As I went to my tent to sleep I saw Robert Perez clipping off laps in the 80 degree heat. He was rested. Would his strategy pay off? Dick Collins was using the same plan of strong running and taking 7-8 hours of sleep. My lead over Collins was 5 miles at the end of day one and I felt optimistic about my chances for the record we both wanted.

When I came out of my tent at 5 p.m., I felt better and ready to resume my running. Bad news awaited me as I checked in. Mike Wade, one of the top ultra runners in San Diego, had left the track after only 9 miles for the day. He had a nice total of 81 miles for the first day, but was done in and apparently dropped out. Also dropping out was Chet Blanton from Ventura. Chet had 70 miles the first day but had not been able to continue. The third dropout was Jim Honig. He had 61 miles the first day but decided not to continue after 24 miles into the 2nd day.

The 2nd day seemed otherwise uneventful as runners plodded along in the heat. The exception was Perez who ran strongly all day only to leave again at midnight and retire in his hotel room.
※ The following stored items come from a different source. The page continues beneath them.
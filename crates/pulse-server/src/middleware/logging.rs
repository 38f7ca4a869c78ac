//! Middleware de logging estructurado.

use std::task::{Context, Poll};
use std::time::Instant;

use axum::{
    body::Body,
    http::{Request, Response},
};
use tower::{Layer, Service};
use tracing::{Instrument, info, info_span, warn};

use super::request_id::REQUEST_ID_HEADER;

#[derive(Clone, Default)]
pub struct LoggingLayer;

impl<S> Layer<S> for LoggingLayer {
    type Service = LoggingMiddleware<S>;

    fn layer(&self, inner: S) -> Self::Service {
        LoggingMiddleware { inner }
    }
}

/// Wraps each request in an `http_request` span and logs its outcome.
///
/// Server errors are logged at `warn`, everything else at `info`.
#[derive(Clone)]
pub struct LoggingMiddleware<S> {
    inner: S,
}

impl<S> Service<Request<Body>> for LoggingMiddleware<S>
where
    S: Service<Request<Body>, Response = Response<Body>> + Clone + Send + 'static,
    S::Future: Send + 'static,
{
    type Response = S::Response;
    type Error = S::Error;
    type Future = std::pin::Pin<
        Box<dyn std::future::Future<Output = Result<Self::Response, Self::Error>> + Send>,
    >;

    fn poll_ready(&mut self, cx: &mut Context<'_>) -> Poll<Result<(), Self::Error>> {
        self.inner.poll_ready(cx)
    }

    fn call(&mut self, request: Request<Body>) -> Self::Future {
        let start = Instant::now();

        // Lo pone RequestIdMiddleware, que corre antes
        let request_id = request
            .headers()
            .get(&REQUEST_ID_HEADER)
            .and_then(|v| v.to_str().ok())
            .unwrap_or("unknown");

        let span = info_span!(
            "http_request",
            request_id = %request_id,
            method = %request.method(),
            path = %request.uri().path(),
        );

        let mut inner = self.inner.clone();

        Box::pin(
            async move {
                let response = inner.call(request).await?;

                let status = response.status();
                let duration_ms = start.elapsed().as_millis() as u64;

                if status.is_server_error() {
                    warn!(status = status.as_u16(), duration_ms, "Request failed");
                } else {
                    info!(status = status.as_u16(), duration_ms, "Request completed");
                }

                Ok(response)
            }
            .instrument(span),
        )
    }
}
Pete Saccone had another good day matching Choi. They both had 75 miles for the 2nd day, so Choi retained a slim 5 mile lead.
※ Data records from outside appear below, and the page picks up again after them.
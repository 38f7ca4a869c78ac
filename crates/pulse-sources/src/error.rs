//! Error types for remote API clients.

/// Errors returned by the MultiversX and CoinMarketCap clients.
///
/// Clients never substitute placeholder data; every failure surfaces here
/// and the caller decides the fallback.
#[derive(Debug, thiserror::Error)]
pub enum SourceError {
    /// The request could not be sent or the response body not read.
    #[error("http error: {0}")]
    Http(#[from] reqwest::Error),

    /// The API answered with a non-success status.
    #[error("{endpoint} returned status {status}")]
    Status { endpoint: String, status: u16 },

    /// The response body could not be decoded.
    #[error("failed to decode {endpoint}: {reason}")]
    Decode { endpoint: String, reason: String },

    /// The response was valid JSON but lacked a required field.
    #[error("missing '{field}' in {endpoint} response")]
    MissingData { endpoint: String, field: String },
}

impl SourceError {
    /// Creates a new status error.
    pub fn status(endpoint: impl Into<String>, status: u16) -> Self {
        Self::Status {
            endpoint: endpoint.into(),
            status,
        }
    }

    /// Creates a new decode error.
    pub fn decode(endpoint: impl Into<String>, reason: impl Into<String>) -> Self {
        Self::Decode {
            endpoint: endpoint.into(),
            reason: reason.into(),
        }
    }

    /// Creates a new missing data error.
    pub fn missing(endpoint: impl Into<String>, field: impl Into<String>) -> Self {
        Self::MissingData {
            endpoint: endpoint.into(),
            field: field.into(),
        }
    }

    /// Returns true if this is a transient error that might succeed on retry.
    pub fn is_transient(&self) -> bool {
        match self {
            Self::Http(e) => e.is_timeout() || e.is_connect() || e.is_request(),
            Self::Status { status, .. } => *status == 429 || *status >= 500,
            Self::Decode { .. } | Self::MissingData { .. } => false,
        }
    }
}

impl From<SourceError> for pulse_sampler::SampleError {
    fn from(err: SourceError) -> Self {
        match err {
            SourceError::Decode { .. } | SourceError::MissingData { .. } => {
                Self::decode(err.to_string())
            },
            other => Self::unavailable(other.to_string()),
        }
    }
}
In third place with 171 miles was Gary Cross. Gary was running very strongly and spending lots of time on the track.

Robert Perez was only 6 miles behind Cross at 165 miles and very much in contention.

In 5th with 151.5 miles was Lee Preble, and 6th was Mario Escobedo with 142.5 miles. Lee and Mario were still in contention for the Belt, but were now considered “long shots”.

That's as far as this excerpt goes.